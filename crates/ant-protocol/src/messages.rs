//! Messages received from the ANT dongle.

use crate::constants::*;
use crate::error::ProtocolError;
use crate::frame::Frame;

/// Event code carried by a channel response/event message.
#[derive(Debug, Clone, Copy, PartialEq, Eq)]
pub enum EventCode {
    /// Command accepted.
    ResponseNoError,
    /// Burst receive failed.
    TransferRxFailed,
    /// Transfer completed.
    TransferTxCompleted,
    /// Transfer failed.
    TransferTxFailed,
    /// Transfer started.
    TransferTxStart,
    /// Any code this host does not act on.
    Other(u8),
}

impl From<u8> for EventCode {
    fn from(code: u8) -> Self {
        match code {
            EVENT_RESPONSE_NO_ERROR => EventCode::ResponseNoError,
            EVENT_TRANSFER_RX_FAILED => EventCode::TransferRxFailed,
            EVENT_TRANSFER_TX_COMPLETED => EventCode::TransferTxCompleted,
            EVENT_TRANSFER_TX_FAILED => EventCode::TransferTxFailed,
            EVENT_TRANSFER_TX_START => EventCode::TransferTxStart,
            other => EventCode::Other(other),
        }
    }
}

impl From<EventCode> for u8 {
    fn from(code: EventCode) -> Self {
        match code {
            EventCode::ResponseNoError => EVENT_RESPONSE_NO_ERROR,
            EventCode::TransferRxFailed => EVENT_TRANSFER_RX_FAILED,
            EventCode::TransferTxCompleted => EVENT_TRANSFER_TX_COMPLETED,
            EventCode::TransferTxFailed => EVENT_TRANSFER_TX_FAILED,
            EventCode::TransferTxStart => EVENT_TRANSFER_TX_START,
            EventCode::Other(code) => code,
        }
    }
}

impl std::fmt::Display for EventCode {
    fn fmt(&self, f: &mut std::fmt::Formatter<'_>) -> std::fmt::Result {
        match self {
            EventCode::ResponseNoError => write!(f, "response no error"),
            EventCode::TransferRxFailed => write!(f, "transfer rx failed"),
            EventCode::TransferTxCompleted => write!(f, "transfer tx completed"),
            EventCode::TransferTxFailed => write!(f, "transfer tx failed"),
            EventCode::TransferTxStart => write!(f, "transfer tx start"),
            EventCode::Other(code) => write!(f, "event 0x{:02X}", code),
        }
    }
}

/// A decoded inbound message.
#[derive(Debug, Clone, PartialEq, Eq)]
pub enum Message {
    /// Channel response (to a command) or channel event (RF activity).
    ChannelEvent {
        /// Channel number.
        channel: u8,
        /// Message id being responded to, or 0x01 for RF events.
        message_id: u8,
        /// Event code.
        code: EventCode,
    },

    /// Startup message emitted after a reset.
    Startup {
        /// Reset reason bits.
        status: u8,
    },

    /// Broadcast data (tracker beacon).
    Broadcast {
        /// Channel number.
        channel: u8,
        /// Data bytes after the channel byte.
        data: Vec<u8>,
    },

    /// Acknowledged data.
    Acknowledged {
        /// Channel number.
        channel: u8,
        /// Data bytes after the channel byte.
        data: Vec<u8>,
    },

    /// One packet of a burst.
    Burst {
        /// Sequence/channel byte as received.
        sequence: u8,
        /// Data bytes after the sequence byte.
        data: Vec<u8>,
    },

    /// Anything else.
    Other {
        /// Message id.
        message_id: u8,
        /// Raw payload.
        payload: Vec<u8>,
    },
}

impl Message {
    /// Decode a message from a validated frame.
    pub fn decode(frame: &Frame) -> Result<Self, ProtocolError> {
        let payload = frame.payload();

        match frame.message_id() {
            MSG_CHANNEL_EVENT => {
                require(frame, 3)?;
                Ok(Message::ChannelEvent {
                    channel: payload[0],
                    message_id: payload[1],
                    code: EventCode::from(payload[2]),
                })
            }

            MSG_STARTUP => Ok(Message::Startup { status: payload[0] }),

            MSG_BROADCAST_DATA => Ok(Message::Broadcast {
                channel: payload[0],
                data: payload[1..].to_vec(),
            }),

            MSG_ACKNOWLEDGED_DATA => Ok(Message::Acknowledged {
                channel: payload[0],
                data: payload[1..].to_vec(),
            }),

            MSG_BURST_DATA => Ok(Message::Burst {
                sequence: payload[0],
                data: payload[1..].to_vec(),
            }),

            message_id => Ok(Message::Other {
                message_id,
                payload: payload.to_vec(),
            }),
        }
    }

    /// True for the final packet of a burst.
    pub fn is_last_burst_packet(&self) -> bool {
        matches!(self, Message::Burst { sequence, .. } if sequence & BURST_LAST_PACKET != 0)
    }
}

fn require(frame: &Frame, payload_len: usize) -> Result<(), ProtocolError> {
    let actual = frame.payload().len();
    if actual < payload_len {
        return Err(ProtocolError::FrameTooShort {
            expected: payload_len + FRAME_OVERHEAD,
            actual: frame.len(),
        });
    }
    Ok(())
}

---------------

> [What you will do]: Lines holding the string "received" are the answer; copy each one from the listing above.

> [Written response]:
//! Messages received from the ANT dongle.
        /// Sequence/channel byte as received.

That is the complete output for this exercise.